Volviendo a la gota. A pesar de mis esfuerzos por evitarla, finalmente acabó sometiéndome a su dolorosa dictadura. Esta última semana y media ha supuesto un verdadero infierno para mí, con un dolor intenso y prolongado en el pie derecho que me ha tenido postrado en cama y procurando inmovilizar la pierna el mayor tiempo posible.
Al momento de escribir esto estoy atravesando el final del proceso. Ya puedo pisar, aunque procurando cargar el peso del cuerpo sobre un lateral del pie para evitar que el dolor me haga ver las estrellas.
Una vez más, debo agradecerle mi curación a la química. Gracias a las cápsulas de indometacina y clorhidroxialantoinato y dihidroxialantoinato de aluminio —menudos nombrecitos, oiga—, la hinchazón y el dolor han ido bajando progresivamente.
Aún me asombra pensar que apenas hace dos días tenía el pie derecho hinchado como un balón de fútbol, ardiendo y con una sensación de tener metidas unas afiladas cuchillas de afeitar bajo la piel, provocando un intenso dolor al menor movimiento o presión de la zona.
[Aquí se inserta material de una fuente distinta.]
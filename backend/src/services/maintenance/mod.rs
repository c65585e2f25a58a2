//! Storage maintenance jobs.
//!
//! - `POST /api/maintenance/reconcile`: starts a background sweep that purges
//!   expired uploads and compares permanent storage with the database. It
//!   returns a `job_id` immediately.
//! - `GET /api/maintenance/status/{job_id}`: the current `JobStatus` of a job.
//!   A completed sweep carries its `ReconcileReport` as JSON.

use actix_web::web::{get, post, scope};
use actix_web::Scope;

mod get_status;
mod reconcile;

const API_PATH: &str = "/api/maintenance";

pub fn configure_routes() -> Scope {
    scope(API_PATH)
        .route("/reconcile", post().to(reconcile::process))
        .route("/status/{job_id}", get().to(get_status::process))
}
//! Background jobs tracked outside the request cycle.

pub mod state;
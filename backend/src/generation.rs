//! Lazy document generation with a permanent-storage cache.
//!
//! A generated document lives at a deterministic key. Before rendering, the
//! key is checked: a non-empty PDF there is reused as is, anything else is
//! rendered again. Rendering only fills a scratch file; callers decide when
//! the result replaces the stored object.

use crate::deadline::blocking;
use crate::error::AppError;
use crate::render::DocumentRenderer;
use crate::storage::{Area, ObjectMetadata, ObjectStorage, StorageError};
use crate::templates::TemplateRepository;
use common::model::template::TemplateKind;
use common::model::template_data::TemplateData;
use mime_guess::mime;
use std::fs::File;
use std::path::PathBuf;
use std::sync::Arc;
use tempfile::NamedTempFile;

#[derive(Debug, Clone, Copy, PartialEq, Eq)]
pub enum CacheCheck {
    Hit,
    Miss,
}

/// Decides whether the object at `key` can be served without rendering.
pub fn ensure_generated(
    storage: &dyn ObjectStorage,
    key: &str,
    force_regenerate: bool,
) -> Result<CacheCheck, StorageError> {
    if force_regenerate {
        return Ok(CacheCheck::Miss);
    }
    let metadata = match storage.metadata(Area::Permanent, key) {
        Ok(metadata) => metadata,
        Err(StorageError::NotFound(_)) => return Ok(CacheCheck::Miss),
        Err(e) => return Err(e),
    };
    let is_pdf = metadata
        .content_type
        .parse::<mime::Mime>()
        .map(|m| m.essence_str() == mime::APPLICATION_PDF.essence_str())
        .unwrap_or(false);
    if metadata.content_length > 0 && is_pdf {
        Ok(CacheCheck::Hit)
    } else {
        log::warn!(
            "cached object {} is unusable ({}, {} bytes), regenerating",
            key,
            metadata.content_type,
            metadata.content_length
        );
        Ok(CacheCheck::Miss)
    }
}

/// Template data checked and serialized for the renderer.
#[derive(Debug, Clone)]
pub struct RenderRequest {
    pub template: TemplateKind,
    pub data: serde_json::Value,
}

impl RenderRequest {
    /// Fails with a client error naming every blank required field.
    pub fn new<D: TemplateData>(data: &D) -> Result<Self, AppError> {
        let missing = data.missing_fields();
        if !missing.is_empty() {
            return Err(AppError::BadRequest(format!(
                "missing required fields for {}: {}",
                data.template(),
                missing.join(", ")
            )));
        }
        Ok(Self {
            template: data.template(),
            data: serde_json::to_value(data)?,
        })
    }
}

/// A rendered PDF waiting in scratch space until it is stored.
pub struct RenderedPdf {
    template: TemplateKind,
    file: NamedTempFile,
}

impl RenderedPdf {
    /// Writes the PDF to `key` in permanent storage. Runs on the blocking pool.
    pub fn store(&self, storage: &dyn ObjectStorage, key: &str) -> Result<ObjectMetadata, AppError> {
        let mut file = File::open(self.file.path())?;
        let metadata = storage.put(Area::Permanent, key, mime::APPLICATION_PDF.as_ref(), &mut file)?;
        log::info!(
            "stored {} rendered from template {} ({} bytes)",
            key,
            self.template,
            metadata.content_length
        );
        Ok(metadata)
    }
}

#[derive(Clone)]
pub struct DocumentGenerator {
    storage: Arc<dyn ObjectStorage>,
    templates: TemplateRepository,
    renderer: Arc<dyn DocumentRenderer>,
    scratch_dir: PathBuf,
}

impl DocumentGenerator {
    pub fn new(
        storage: Arc<dyn ObjectStorage>,
        templates: TemplateRepository,
        renderer: Arc<dyn DocumentRenderer>,
        scratch_dir: impl Into<PathBuf>,
    ) -> Self {
        Self {
            storage,
            templates,
            renderer,
            scratch_dir: scratch_dir.into(),
        }
    }

    /// [`ensure_generated`] on the blocking pool.
    pub async fn check_cache(&self, key: &str, force_regenerate: bool) -> Result<CacheCheck, AppError> {
        let storage = self.storage.clone();
        let key = key.to_string();
        blocking(move || Ok(ensure_generated(storage.as_ref(), &key, force_regenerate)?)).await
    }

    /// Renders `request` into scratch space. Nothing is stored until
    /// [`RenderedPdf::store`] is called.
    pub async fn render(&self, request: &RenderRequest) -> Result<RenderedPdf, AppError> {
        let templates = self.templates.clone();
        let kind = request.template;
        let template = blocking(move || templates.fetch(kind)).await?;
        let output = tempfile::Builder::new()
            .prefix("rendered-")
            .suffix(".pdf")
            .tempfile_in(&self.scratch_dir)?;

        self.renderer
            .render_as_pdf(&request.data, template.path(), output.path())
            .await?;
        Ok(RenderedPdf {
            template: kind,
            file: output,
        })
    }
}

#[cfg(test)]
mod tests {
    use super::*;
    use crate::storage::local::LocalFsStorage;
    use crate::test_support::CountingRenderer;
    use common::model::payload::DismissalPayload;
    use common::model::template_data::{AcceptanceLetterData, DocumentStamp};
    use std::io::Cursor;
    use std::time::Duration;

    struct Fixture {
        _dir: tempfile::TempDir,
        storage: Arc<LocalFsStorage>,
        renderer: Arc<CountingRenderer>,
        generator: DocumentGenerator,
    }

    fn fixture() -> Fixture {
        let dir = tempfile::tempdir().unwrap();
        let scratch = dir.path().join("scratch");
        std::fs::create_dir_all(&scratch).unwrap();
        let storage =
            Arc::new(LocalFsStorage::new(dir.path().join("store"), Duration::from_secs(60)).unwrap());
        let renderer = Arc::new(CountingRenderer::default());
        let templates = TemplateRepository::new(storage.clone(), &scratch);
        templates
            .upload(TemplateKind::AcceptanceLetter, &mut Cursor::new(b"docx"))
            .unwrap();
        let generator = DocumentGenerator::new(storage.clone(), templates, renderer.clone(), &scratch);
        Fixture {
            _dir: dir,
            storage,
            renderer,
            generator,
        }
    }

    fn request() -> RenderRequest {
        let dismissal = DismissalPayload {
            nama: "Rina".into(),
            nip: "199001012015032001".into(),
            jabatan_fungsional: "Analis Kepegawaian".into(),
            instansi: "BKN".into(),
            alasan: "Pensiun".into(),
            no_usulan: "U-1".into(),
            tgl_usulan: "2024-04-01".into(),
        };
        let stamp = DocumentStamp {
            no_dokumen: "800/1".into(),
            tgl_dokumen: "2024-05-01".into(),
        };
        RenderRequest::new(&AcceptanceLetterData::new(&dismissal, &stamp)).unwrap()
    }

    async fn render_and_store(fx: &Fixture, key: &str) {
        let rendered = fx.generator.render(&request()).await.unwrap();
        rendered.store(fx.storage.as_ref(), key).unwrap();
    }

    #[tokio::test]
    async fn stored_render_is_served_from_cache() {
        let fx = fixture();
        let key = "acceptance/C1.pdf";
        assert_eq!(fx.generator.check_cache(key, false).await.unwrap(), CacheCheck::Miss);

        render_and_store(&fx, key).await;
        assert_eq!(fx.generator.check_cache(key, false).await.unwrap(), CacheCheck::Hit);
        assert_eq!(fx.generator.check_cache(key, true).await.unwrap(), CacheCheck::Miss);
        assert_eq!(fx.renderer.calls(), 1);
        let meta = fx.storage.metadata(Area::Permanent, key).unwrap();
        assert_eq!(meta.content_type, "application/pdf");
        assert!(meta.content_length > 0);
    }

    #[tokio::test]
    async fn rendering_alone_stores_nothing() {
        let fx = fixture();
        let rendered = fx.generator.render(&request()).await.unwrap();
        assert_eq!(fx.renderer.calls(), 1);
        assert!(matches!(
            fx.storage.metadata(Area::Permanent, "acceptance/C1.pdf"),
            Err(StorageError::NotFound(_))
        ));
        drop(rendered);
    }

    #[tokio::test]
    async fn unusable_cached_object_is_replaced() {
        let fx = fixture();
        let key = "acceptance/C1.pdf";
        fx.storage
            .put(Area::Permanent, key, "text/plain", &mut Cursor::new(b"oops"))
            .unwrap();
        assert_eq!(fx.generator.check_cache(key, false).await.unwrap(), CacheCheck::Miss);

        render_and_store(&fx, key).await;
        assert_eq!(fx.generator.check_cache(key, false).await.unwrap(), CacheCheck::Hit);
        assert_eq!(
            fx.storage.metadata(Area::Permanent, key).unwrap().content_type,
            "application/pdf"
        );
    }

    #[tokio::test]
    async fn missing_template_stops_before_rendering() {
        let fx = fixture();
        let mut req = request();
        req.template = TemplateKind::Certificate;
        let err = match fx.generator.render(&req).await {
            Ok(_) => panic!("rendered without a template"),
            Err(e) => e,
        };
        assert!(matches!(err, AppError::NotFound(_)));
        assert_eq!(fx.renderer.calls(), 0);
    }

    #[test]
    fn cache_check_rules() {
        let dir = tempfile::tempdir().unwrap();
        let storage = LocalFsStorage::new(dir.path(), Duration::from_secs(60)).unwrap();
        assert_eq!(ensure_generated(&storage, "x/C.pdf", false).unwrap(), CacheCheck::Miss);

        storage
            .put(Area::Permanent, "x/C.pdf", "application/pdf; charset=binary", &mut Cursor::new(b"%PDF"))
            .unwrap();
        assert_eq!(ensure_generated(&storage, "x/C.pdf", false).unwrap(), CacheCheck::Hit);
        assert_eq!(ensure_generated(&storage, "x/C.pdf", true).unwrap(), CacheCheck::Miss);

        storage
            .put(Area::Permanent, "x/E.pdf", "application/pdf", &mut Cursor::new(b""))
            .unwrap();
        assert_eq!(ensure_generated(&storage, "x/E.pdf", false).unwrap(), CacheCheck::Miss);
    }

    #[test]
    fn blank_fields_are_rejected_before_rendering() {
        let dismissal = DismissalPayload {
            nama: "Rina".into(),
            nip: String::new(),
            jabatan_fungsional: "Analis".into(),
            instansi: "BKN".into(),
            alasan: "Pensiun".into(),
            no_usulan: "U-1".into(),
            tgl_usulan: String::new(),
        };
        let stamp = DocumentStamp {
            no_dokumen: String::new(),
            tgl_dokumen: "2024-05-01".into(),
        };
        let err = RenderRequest::new(&AcceptanceLetterData::new(&dismissal, &stamp)).unwrap_err();
        assert!(matches!(err, AppError::BadRequest(m) if m.contains("nip") && m.contains("no_dokumen")));
    }
}
pub mod case;
pub mod document;
pub mod payload;
pub mod template;
pub mod template_data;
Hasta el leve roce de una sábana me provocada un dolor similar al de un tanque Panzer de 57 toneladas de la Segunda Guerra Mundial aplastándome el pie con sus ruedas de cadena.
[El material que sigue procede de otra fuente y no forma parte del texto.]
//! Fixtures shared by the unit tests.

use crate::db::Database;
use crate::deadline::Deadline;
use crate::generation::DocumentGenerator;
use crate::render::{DocumentRenderer, RenderError};
use crate::services::AppState;
use crate::storage::local::LocalFsStorage;
use crate::storage::signing::UrlSigner;
use crate::storage::{Area, ObjectStorage};
use crate::templates::TemplateRepository;
use crate::workflows::CaseService;
use async_trait::async_trait;
use common::model::template::TemplateKind;
use std::io::Write;
use std::path::Path;
use std::sync::atomic::{AtomicUsize, Ordering};
use std::sync::{Arc, Mutex};
use std::time::Duration;
use zip::write::SimpleFileOptions;
use zip::ZipWriter;

/// Writes a minimal docx whose body is `body_xml`.
pub fn write_docx(path: &Path, body_xml: &str) {
    let file = std::fs::File::create(path).unwrap();
    let mut zip = ZipWriter::new(file);
    let options = SimpleFileOptions::default();
    zip.start_file("[Content_Types].xml", options).unwrap();
    zip.write_all(br#"<?xml version="1.0" encoding="UTF-8"?><Types/>"#)
        .unwrap();
    zip.start_file("word/document.xml", options).unwrap();
    write!(
        zip,
        r#"<?xml version="1.0" encoding="UTF-8"?><w:document><w:body>{}</w:body></w:document>"#,
        body_xml
    )
    .unwrap();
    zip.finish().unwrap();
}

/// Bytes of a minimal docx, for uploads.
pub fn docx_bytes(body_xml: &str) -> Vec<u8> {
    let dir = tempfile::tempdir().unwrap();
    let path = dir.path().join("t.docx");
    write_docx(&path, body_xml);
    std::fs::read(path).unwrap()
}

/// Writes an executable shell script and returns its path.
#[cfg(unix)]
pub fn write_script(dir: &Path, name: &str, body: &str) -> String {
    use std::os::unix::fs::PermissionsExt;

    let path = dir.join(name);
    std::fs::write(&path, body).unwrap();
    std::fs::set_permissions(&path, std::fs::Permissions::from_mode(0o755)).unwrap();
    path.to_string_lossy().into_owned()
}

/// Renderer that writes a fake PDF numbered by call and records every call.
#[derive(Default)]
pub struct CountingRenderer {
    calls: AtomicUsize,
    last_data: Mutex<Option<serde_json::Value>>,
    delay: Mutex<Duration>,
}

impl CountingRenderer {
    pub fn calls(&self) -> usize {
        self.calls.load(Ordering::SeqCst)
    }

    /// Makes every following PDF render wait `delay` before writing.
    pub fn set_delay(&self, delay: Duration) {
        *self.delay.lock().unwrap() = delay;
    }

    pub fn last_data(&self) -> Option<serde_json::Value> {
        self.last_data.lock().unwrap().clone()
    }
}

#[async_trait]
impl DocumentRenderer for CountingRenderer {
    async fn render(
        &self,
        data: &serde_json::Value,
        _template_path: &Path,
        output_path: &Path,
    ) -> Result<(), RenderError> {
        self.calls.fetch_add(1, Ordering::SeqCst);
        *self.last_data.lock().unwrap() = Some(data.clone());
        std::fs::write(output_path, b"PK fake docx")?;
        Ok(())
    }

    async fn render_as_pdf(
        &self,
        data: &serde_json::Value,
        _template_path: &Path,
        output_path: &Path,
    ) -> Result<(), RenderError> {
        let call = self.calls.fetch_add(1, Ordering::SeqCst) + 1;
        *self.last_data.lock().unwrap() = Some(data.clone());
        let delay = *self.delay.lock().unwrap();
        if !delay.is_zero() {
            tokio::time::sleep(delay).await;
        }
        std::fs::write(output_path, format!("%PDF-1.4 #{} {}", call, data))?;
        Ok(())
    }
}

/// A case service over temporary storage, database and scratch directory,
/// with every template uploaded and a [`CountingRenderer`].
pub struct TestEnv {
    pub dir: tempfile::TempDir,
    pub storage: Arc<LocalFsStorage>,
    pub renderer: Arc<CountingRenderer>,
    pub signer: Arc<UrlSigner>,
    pub db: Database,
    pub templates: TemplateRepository,
    pub service: CaseService,
}

impl TestEnv {
    pub fn new() -> Self {
        let dir = tempfile::tempdir().unwrap();
        let scratch = dir.path().join("scratch");
        std::fs::create_dir_all(&scratch).unwrap();
        let storage =
            Arc::new(LocalFsStorage::new(dir.path().join("store"), Duration::from_secs(3600)).unwrap());
        let renderer = Arc::new(CountingRenderer::default());
        let signer = Arc::new(
            UrlSigner::new("http://jf.test", b"test-secret", Duration::from_secs(900)).unwrap(),
        );
        let db = Database::open(dir.path().join("jf.sqlite")).unwrap();
        let templates = TemplateRepository::new(storage.clone(), &scratch);
        for kind in TemplateKind::ALL {
            let body = docx_bytes("<w:t>{{nama}}</w:t>");
            templates.upload(kind, &mut body.as_slice()).unwrap();
        }
        let generator = DocumentGenerator::new(
            storage.clone(),
            templates.clone(),
            renderer.clone(),
            &scratch,
        );
        let service = CaseService::new(
            db.clone(),
            storage.clone(),
            signer.clone(),
            generator,
        );
        Self {
            dir,
            storage,
            renderer,
            signer,
            db,
            templates,
            service,
        }
    }

    /// Stores an upload in the temp area, as a signed PUT would.
    pub fn put_temp(&self, key: &str, bytes: &[u8]) {
        let content_type = mime_guess::from_path(key).first_or_octet_stream();
        self.storage
            .put(Area::Temp, key, content_type.as_ref(), &mut &bytes[..])
            .unwrap();
    }

    /// Handler state over this environment.
    pub fn app_state(&self) -> AppState {
        AppState {
            cases: self.service.clone(),
            storage: self.storage.clone(),
            signer: self.signer.clone(),
            templates: self.templates.clone(),
            db: self.db.clone(),
            scratch_dir: self.dir.path().join("scratch"),
            request_timeout: Duration::from_secs(10),
            max_upload_bytes: 1024 * 1024,
        }
    }

    pub fn case_count(&self) -> i64 {
        let deadline = Deadline::after(Duration::from_secs(5));
        let conn = self.db.connect(&deadline).unwrap();
        conn.query_row("SELECT COUNT(*) FROM cases", [], |row| row.get(0))
            .unwrap()
    }
}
—Bah, eso no es nada. ¡Lo mío si que...! —apuesto que me diría mi archienemiga, la vieja pelleja de pelo rubio platino.
Y, ¿sabéis qué?, mejor que no me la hubiese cruzado entonces, cuando aún tenía mi pierna hinchada como un globo aerostático, ardiendo y sufriendo aquel intenso dolor, pues, de haberme dado una sola razón para ello, le habría dicho cuatro cosas, y ninguna bonita, eso os lo aseguro.
—Para evitar en lo posible una futura subida del ácido úrico en sangre —me instó mi doctora—, te recomiendo evitar en lo posible la ingesta de los siguientes alimentos: caldos de carnes grasas, potenciadores del sabor tipo avecrem, carnes rojas, vísceras de animales —hígado, corazón, riñones, sesos, mollejas, lengua, etc.—, hamburguesas, salchichas Frankfurt, ganso, pato, toda clase de mariscos, huevas de pescado, leche entera, quesos grasos, manteca de cerdo, sebo o tocino, alcohol en todas sus formas —sobre todo cerveza y bebidas de alta graduación—, refrescos azucarados, tomate y mantequilla, y limitar en lo posible los lácteos.
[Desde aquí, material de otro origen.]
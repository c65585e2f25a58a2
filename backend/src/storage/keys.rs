//! Deterministic storage keys.
//!
//! Permanent keys are computed from case and attendee identifiers only, so
//! any consumer can recompute where a document lives. Uploaded file names are
//! never part of a permanent key.

use common::model::case::{Artifact, WorkflowKind};
use std::path::Path;
use uuid::Uuid;

/// Key of a generated artifact: `cert/{case}-{attendee}.pdf` for certificates,
/// `{prefix}/{case}.pdf` for letters.
pub fn artifact_key(artifact: Artifact, case_id: &str, attendee_id: Option<&str>) -> String {
    match attendee_id {
        Some(attendee) if artifact.per_attendee() => {
            format!("{}/{}-{}.pdf", artifact.key_prefix(), case_id, attendee)
        }
        _ => format!("{}/{}.pdf", artifact.key_prefix(), case_id),
    }
}

/// Key of the `index`-th supporting document of a case.
pub fn supporting_document_key(
    workflow: WorkflowKind,
    case_id: &str,
    index: usize,
    temp_key: &str,
) -> String {
    format!("{}/{}-doc{}{}", workflow.as_str(), case_id, index, extension(temp_key))
}

pub fn attendee_photo_key(case_id: &str, attendee_id: &str, temp_key: &str) -> String {
    format!("photo/{}-{}{}", case_id, attendee_id, extension(temp_key))
}

/// A fresh collision resistant temp key keeping the client file extension.
pub fn temp_upload_key(client_filename: &str) -> String {
    format!("{}{}", Uuid::new_v4(), extension(client_filename))
}

/// Permanent key prefixes that hold case documents, used by reconciliation.
pub fn document_prefixes() -> Vec<String> {
    let mut prefixes: Vec<String> = WorkflowKind::ALL
        .iter()
        .map(|w| format!("{}/", w.as_str()))
        .collect();
    prefixes.extend(
        WorkflowKind::ALL
            .iter()
            .map(|w| format!("{}/", w.artifact().key_prefix())),
    );
    prefixes.push("photo/".to_string());
    prefixes.sort();
    prefixes.dedup();
    prefixes
}

/// Lower-cased `.ext` of a file name, empty when there is none.
fn extension(filename: &str) -> String {
    Path::new(filename)
        .extension()
        .and_then(|ext| ext.to_str())
        .filter(|ext| !ext.is_empty() && ext.chars().all(|c| c.is_ascii_alphanumeric()))
        .map(|ext| format!(".{}", ext.to_ascii_lowercase()))
        .unwrap_or_default()
}
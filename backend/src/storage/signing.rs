//! Signed URLs for direct client access to storage objects.
//!
//! A URL carries its expiry as a unix timestamp and an HMAC-SHA256 over the
//! method, area, key and expiry. The object routes in
//! `services::storage::objects` verify it before touching storage.

use crate::storage::Area;
use base64::engine::general_purpose::URL_SAFE_NO_PAD;
use base64::Engine;
use chrono::{DateTime, TimeZone, Utc};
use common::model::document::SignedUrl;
use hmac::{Hmac, Mac};
use sha2::Sha256;
use std::time::Duration;

type HmacSha256 = Hmac<Sha256>;

#[derive(Debug, Clone, Copy, PartialEq, Eq)]
pub enum SignedMethod {
    Get,
    Put,
}

impl SignedMethod {
    fn as_str(self) -> &'static str {
        match self {
            SignedMethod::Get => "GET",
            SignedMethod::Put => "PUT",
        }
    }
}

#[derive(Clone)]
pub struct UrlSigner {
    base_url: String,
    mac: HmacSha256,
    ttl: Duration,
}

impl UrlSigner {
    pub fn new(
        base_url: impl Into<String>,
        secret: &[u8],
        ttl: Duration,
    ) -> Result<Self, hmac::digest::InvalidLength> {
        Ok(Self {
            base_url: base_url.into(),
            mac: HmacSha256::new_from_slice(secret)?,
            ttl,
        })
    }

    /// Signed download URL of a permanent object.
    pub fn sign_get(&self, key: &str) -> SignedUrl {
        self.sign_at(SignedMethod::Get, Area::Permanent, key, Utc::now())
    }

    /// Signed download URL of a temp object.
    pub fn sign_get_temp(&self, key: &str) -> SignedUrl {
        self.sign_at(SignedMethod::Get, Area::Temp, key, Utc::now())
    }

    /// Signed upload URL into the temp area.
    pub fn sign_put(&self, key: &str) -> SignedUrl {
        self.sign_at(SignedMethod::Put, Area::Temp, key, Utc::now())
    }

    pub fn sign_at(
        &self,
        method: SignedMethod,
        area: Area,
        key: &str,
        now: DateTime<Utc>,
    ) -> SignedUrl {
        let ttl = chrono::Duration::from_std(self.ttl).unwrap_or(chrono::Duration::zero());
        let expires_at = now + ttl;
        let expires = expires_at.timestamp();
        let signature = URL_SAFE_NO_PAD.encode(self.digest(method, area, key, expires));
        SignedUrl {
            url: format!(
                "{}/api/storage/objects/{}/{}?expires={}&signature={}",
                self.base_url, area, key, expires, signature
            ),
            expires_at: Utc.timestamp_opt(expires, 0).single().unwrap_or(expires_at),
        }
    }

    /// Checks signature and expiry of an incoming request.
    pub fn verify(
        &self,
        method: SignedMethod,
        area: Area,
        key: &str,
        expires: i64,
        signature: &str,
        now: DateTime<Utc>,
    ) -> bool {
        if now.timestamp() > expires {
            return false;
        }
        let Ok(provided) = URL_SAFE_NO_PAD.decode(signature) else {
            return false;
        };
        let mut mac = self.mac.clone();
        mac.update(payload(method, area, key, expires).as_bytes());
        mac.verify_slice(&provided).is_ok()
    }

    fn digest(&self, method: SignedMethod, area: Area, key: &str, expires: i64) -> Vec<u8> {
        let mut mac = self.mac.clone();
        mac.update(payload(method, area, key, expires).as_bytes());
        mac.finalize().into_bytes().to_vec()
    }
}

fn payload(method: SignedMethod, area: Area, key: &str, expires: i64) -> String {
    format!("{}\n{}\n{}\n{}", method.as_str(), area, key, expires)
}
—¿No habríamos acabado antes diciéndome lo que sí puedo comer? —dije en tono sombrío, proyectando mentalmente una vida futura insípida y carente de estímulos.
—Te acostumbrarás.
—No sé si me acostumbraré, pero lo que sí es seguro es que mis días se alargarán hasta el infinito.
—Ah, y no olvides salir a caminar todos los días un mínimo de cuarenta y cinco minutos.
—¿Y qué hago con mi vecina la pelo pollo?
—Bueeeno. Vaaale. Treinta minutos mínimo. Y búscate un disfraz.
—Haré algo mejor. Me pienso comprar unos auriculares tan grandes y potentes que harán que mi táctica de “hacerme el sueco” se convierta en todo un arte.
—Pero a ver, ¿es que esa mujer no duerme nunca?
—Yo no sé si duerme o no. Igual si le digo que padezco insomnio me larga que lleva décadas sin dormir. Pero una cosa sí es seguro, que debe tener una especie de radar tipo submarino ruso o algo así, pues vaya adonde vaya siempre acaba dando conmigo.
—Bueno, míralo de esta manera. Si un día naufragas y acabas perdido en una isla desierta perdida en mitad del océano, al menos tendrás la certeza de que ella acabará encontrándote.
—¿Sabe qué? Si algún día me viese en esa tesitura, casi prefiero morir en la dichosa isla antes que tener que escuchar una más de sus malditas historias ficticias.